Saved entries
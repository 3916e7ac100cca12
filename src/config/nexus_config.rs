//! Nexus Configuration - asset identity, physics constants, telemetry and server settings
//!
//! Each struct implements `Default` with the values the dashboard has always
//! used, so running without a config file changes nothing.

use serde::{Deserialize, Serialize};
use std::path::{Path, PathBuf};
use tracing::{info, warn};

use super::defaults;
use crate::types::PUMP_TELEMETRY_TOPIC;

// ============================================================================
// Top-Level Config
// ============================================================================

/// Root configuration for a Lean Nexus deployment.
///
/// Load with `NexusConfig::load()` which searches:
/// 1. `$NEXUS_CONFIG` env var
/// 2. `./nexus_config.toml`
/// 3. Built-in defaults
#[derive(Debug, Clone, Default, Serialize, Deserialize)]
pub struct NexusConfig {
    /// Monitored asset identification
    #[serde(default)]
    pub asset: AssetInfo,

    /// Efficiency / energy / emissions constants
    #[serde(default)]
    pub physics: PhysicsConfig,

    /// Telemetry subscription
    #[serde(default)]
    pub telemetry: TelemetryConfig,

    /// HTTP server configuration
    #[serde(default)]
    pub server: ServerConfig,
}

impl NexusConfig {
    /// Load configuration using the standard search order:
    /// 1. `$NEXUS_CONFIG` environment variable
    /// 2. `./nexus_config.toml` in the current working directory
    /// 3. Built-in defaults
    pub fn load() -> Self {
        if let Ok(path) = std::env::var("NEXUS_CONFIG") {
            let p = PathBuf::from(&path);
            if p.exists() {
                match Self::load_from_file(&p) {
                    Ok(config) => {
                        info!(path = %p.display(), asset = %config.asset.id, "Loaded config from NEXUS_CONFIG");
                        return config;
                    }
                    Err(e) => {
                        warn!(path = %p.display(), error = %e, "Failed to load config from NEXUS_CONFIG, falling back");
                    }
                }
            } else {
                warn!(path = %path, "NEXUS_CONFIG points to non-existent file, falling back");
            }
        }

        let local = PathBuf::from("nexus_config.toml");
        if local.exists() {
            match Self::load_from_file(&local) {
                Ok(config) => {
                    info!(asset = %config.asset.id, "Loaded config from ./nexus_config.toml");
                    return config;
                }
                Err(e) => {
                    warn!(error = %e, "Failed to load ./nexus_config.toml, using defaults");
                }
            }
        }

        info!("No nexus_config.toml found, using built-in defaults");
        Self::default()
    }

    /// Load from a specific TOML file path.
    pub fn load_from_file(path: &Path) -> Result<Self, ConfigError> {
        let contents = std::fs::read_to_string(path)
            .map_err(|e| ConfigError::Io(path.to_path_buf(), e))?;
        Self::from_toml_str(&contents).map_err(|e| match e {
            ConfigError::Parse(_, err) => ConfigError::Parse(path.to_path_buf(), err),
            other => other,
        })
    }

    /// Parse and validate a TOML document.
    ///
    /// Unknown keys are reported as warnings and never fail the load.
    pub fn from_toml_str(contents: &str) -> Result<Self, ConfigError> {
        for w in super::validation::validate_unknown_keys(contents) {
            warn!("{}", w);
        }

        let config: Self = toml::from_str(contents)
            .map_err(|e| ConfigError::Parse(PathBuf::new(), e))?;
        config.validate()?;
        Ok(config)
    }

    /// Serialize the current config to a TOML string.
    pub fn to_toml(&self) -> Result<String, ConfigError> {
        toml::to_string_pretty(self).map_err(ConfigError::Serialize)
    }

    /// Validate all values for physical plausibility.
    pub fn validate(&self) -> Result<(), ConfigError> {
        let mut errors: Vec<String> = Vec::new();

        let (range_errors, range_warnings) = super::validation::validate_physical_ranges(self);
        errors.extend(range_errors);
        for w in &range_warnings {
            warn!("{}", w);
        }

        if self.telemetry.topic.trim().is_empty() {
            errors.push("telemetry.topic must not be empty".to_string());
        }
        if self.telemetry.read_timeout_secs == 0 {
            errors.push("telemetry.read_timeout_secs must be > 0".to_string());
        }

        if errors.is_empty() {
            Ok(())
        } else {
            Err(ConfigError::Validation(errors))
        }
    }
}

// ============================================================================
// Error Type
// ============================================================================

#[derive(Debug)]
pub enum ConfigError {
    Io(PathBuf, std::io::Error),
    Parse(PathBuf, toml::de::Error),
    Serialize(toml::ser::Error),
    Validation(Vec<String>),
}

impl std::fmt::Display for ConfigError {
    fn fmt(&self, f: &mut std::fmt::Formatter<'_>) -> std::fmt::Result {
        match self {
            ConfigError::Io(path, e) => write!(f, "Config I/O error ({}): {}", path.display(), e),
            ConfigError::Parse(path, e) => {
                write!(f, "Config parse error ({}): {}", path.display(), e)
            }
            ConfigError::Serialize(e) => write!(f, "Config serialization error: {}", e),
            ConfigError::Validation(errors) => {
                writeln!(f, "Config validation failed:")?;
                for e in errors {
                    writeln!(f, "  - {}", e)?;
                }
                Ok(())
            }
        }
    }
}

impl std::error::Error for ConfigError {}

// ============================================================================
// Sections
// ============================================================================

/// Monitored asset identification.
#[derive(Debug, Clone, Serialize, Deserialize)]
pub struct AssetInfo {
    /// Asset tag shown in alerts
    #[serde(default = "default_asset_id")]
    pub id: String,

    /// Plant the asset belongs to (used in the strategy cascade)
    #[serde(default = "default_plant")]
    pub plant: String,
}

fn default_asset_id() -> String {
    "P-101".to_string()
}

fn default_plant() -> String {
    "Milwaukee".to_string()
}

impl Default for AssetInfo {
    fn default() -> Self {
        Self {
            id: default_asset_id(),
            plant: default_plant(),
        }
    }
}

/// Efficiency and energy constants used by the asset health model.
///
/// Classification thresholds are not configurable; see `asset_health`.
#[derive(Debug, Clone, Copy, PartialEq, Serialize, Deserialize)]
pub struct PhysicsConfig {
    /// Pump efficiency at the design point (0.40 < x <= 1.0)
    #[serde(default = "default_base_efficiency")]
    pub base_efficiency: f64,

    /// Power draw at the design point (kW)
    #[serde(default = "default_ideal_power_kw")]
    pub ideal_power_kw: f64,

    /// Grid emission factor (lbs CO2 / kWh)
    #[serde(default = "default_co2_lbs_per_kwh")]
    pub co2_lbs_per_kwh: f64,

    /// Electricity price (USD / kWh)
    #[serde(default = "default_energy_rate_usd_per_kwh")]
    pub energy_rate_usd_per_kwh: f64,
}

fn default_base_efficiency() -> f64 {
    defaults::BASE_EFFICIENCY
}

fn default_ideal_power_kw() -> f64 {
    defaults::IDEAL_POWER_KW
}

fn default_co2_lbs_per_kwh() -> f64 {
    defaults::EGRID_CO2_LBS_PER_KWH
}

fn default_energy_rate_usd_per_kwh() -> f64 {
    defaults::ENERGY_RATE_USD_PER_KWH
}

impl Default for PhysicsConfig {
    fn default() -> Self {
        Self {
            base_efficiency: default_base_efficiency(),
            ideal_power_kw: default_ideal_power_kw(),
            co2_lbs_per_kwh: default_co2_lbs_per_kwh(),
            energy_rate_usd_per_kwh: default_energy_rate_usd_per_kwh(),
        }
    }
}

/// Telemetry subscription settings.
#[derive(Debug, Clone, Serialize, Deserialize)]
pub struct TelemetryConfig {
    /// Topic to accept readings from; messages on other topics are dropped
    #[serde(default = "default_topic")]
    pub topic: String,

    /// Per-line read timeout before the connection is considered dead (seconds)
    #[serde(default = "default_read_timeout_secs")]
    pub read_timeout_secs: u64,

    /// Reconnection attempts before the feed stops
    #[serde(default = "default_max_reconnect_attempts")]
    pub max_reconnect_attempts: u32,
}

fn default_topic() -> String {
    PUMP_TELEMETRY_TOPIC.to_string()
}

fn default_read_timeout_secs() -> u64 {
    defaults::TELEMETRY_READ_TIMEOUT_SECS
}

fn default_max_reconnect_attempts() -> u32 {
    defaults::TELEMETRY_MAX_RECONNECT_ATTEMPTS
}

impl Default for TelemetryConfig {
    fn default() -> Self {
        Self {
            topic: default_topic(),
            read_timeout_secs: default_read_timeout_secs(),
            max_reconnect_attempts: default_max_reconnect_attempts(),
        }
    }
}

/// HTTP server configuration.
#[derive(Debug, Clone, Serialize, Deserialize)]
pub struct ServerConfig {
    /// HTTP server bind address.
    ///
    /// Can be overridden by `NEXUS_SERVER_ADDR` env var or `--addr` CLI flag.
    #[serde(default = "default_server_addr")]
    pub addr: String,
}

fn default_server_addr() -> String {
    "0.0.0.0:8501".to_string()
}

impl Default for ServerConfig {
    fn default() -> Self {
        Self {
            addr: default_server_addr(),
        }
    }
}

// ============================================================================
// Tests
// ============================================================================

---

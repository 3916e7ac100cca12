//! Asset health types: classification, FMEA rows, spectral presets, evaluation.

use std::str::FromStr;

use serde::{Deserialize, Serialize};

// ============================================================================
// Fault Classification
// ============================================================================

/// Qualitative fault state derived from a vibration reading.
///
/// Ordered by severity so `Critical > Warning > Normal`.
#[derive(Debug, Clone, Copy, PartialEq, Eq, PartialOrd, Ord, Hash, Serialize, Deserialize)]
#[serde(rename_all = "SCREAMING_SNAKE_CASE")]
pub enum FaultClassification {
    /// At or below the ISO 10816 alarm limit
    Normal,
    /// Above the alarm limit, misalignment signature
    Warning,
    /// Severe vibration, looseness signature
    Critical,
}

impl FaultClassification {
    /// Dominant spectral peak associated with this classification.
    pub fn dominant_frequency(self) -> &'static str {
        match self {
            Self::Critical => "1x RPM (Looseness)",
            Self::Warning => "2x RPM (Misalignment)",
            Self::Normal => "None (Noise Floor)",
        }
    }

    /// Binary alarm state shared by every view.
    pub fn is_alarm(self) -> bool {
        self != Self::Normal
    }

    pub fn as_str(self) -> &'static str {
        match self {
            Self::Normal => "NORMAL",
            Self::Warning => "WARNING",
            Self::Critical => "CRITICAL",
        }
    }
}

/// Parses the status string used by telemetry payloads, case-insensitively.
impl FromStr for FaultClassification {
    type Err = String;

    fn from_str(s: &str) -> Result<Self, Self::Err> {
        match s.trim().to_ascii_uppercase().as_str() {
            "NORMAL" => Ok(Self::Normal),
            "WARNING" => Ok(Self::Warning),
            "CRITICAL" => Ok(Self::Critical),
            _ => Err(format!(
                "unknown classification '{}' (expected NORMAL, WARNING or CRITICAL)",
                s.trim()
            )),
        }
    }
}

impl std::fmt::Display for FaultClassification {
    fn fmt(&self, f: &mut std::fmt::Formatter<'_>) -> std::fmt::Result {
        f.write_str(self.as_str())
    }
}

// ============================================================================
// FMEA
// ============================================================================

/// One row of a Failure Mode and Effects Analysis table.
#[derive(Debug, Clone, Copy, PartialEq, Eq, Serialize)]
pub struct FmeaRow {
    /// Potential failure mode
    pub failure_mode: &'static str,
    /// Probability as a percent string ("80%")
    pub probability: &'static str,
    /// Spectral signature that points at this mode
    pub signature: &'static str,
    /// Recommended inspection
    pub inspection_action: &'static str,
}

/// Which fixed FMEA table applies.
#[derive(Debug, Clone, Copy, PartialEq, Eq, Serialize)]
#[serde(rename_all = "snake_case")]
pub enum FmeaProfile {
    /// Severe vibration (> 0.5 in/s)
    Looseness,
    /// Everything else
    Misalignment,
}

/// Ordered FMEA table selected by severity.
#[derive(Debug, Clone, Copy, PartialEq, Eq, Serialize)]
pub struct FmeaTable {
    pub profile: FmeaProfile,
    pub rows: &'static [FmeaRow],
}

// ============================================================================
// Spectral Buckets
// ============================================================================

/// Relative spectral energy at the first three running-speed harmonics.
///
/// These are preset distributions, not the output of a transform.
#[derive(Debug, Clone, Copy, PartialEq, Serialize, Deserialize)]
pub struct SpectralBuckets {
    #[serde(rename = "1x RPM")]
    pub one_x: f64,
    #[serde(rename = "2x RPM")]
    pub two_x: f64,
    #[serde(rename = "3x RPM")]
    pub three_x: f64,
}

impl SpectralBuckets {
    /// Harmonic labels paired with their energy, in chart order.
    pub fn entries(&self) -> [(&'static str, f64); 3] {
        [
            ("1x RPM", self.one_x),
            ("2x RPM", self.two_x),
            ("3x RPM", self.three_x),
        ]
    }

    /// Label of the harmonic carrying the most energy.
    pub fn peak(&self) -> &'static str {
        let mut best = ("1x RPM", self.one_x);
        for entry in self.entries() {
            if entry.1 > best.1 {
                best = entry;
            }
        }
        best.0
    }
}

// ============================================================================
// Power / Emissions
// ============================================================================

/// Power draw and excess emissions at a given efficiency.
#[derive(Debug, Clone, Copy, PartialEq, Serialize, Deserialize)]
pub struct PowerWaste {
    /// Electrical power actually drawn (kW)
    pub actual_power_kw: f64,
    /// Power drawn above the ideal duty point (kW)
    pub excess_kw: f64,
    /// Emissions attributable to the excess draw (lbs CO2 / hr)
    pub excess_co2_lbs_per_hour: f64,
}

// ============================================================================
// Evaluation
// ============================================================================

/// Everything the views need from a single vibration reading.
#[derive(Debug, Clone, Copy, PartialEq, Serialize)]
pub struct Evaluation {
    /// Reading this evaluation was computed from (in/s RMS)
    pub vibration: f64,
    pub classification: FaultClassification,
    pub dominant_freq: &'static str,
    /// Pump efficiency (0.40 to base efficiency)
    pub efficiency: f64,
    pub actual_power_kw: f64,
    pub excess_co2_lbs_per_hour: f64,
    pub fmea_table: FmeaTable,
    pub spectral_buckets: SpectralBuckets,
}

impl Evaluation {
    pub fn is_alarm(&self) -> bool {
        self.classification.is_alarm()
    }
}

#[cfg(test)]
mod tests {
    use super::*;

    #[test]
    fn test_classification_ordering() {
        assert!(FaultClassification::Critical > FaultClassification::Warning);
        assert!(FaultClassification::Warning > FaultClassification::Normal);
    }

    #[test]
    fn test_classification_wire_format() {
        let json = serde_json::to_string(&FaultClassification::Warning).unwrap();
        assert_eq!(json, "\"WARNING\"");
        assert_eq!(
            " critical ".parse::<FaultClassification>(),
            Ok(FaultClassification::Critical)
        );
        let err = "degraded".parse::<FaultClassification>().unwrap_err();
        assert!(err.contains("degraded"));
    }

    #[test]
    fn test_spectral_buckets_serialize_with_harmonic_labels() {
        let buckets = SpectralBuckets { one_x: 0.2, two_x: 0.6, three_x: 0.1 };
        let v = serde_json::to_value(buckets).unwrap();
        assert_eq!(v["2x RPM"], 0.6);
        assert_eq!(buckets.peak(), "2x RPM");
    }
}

BRIEF
From the records above, copy every line that includes the word "static".

YOUR SOLUTION
    pub fn dominant_frequency(self) -> &'static str {
    pub fn as_str(self) -> &'static str {
    pub failure_mode: &'static str,
    pub probability: &'static str,
    pub signature: &'static str,
    pub inspection_action: &'static str,
    pub rows: &'static [FmeaRow],
    pub fn entries(&self) -> [(&'static str, f64); 3] {
    pub fn peak(&self) -> &'static str {
    pub dominant_freq: &'static str,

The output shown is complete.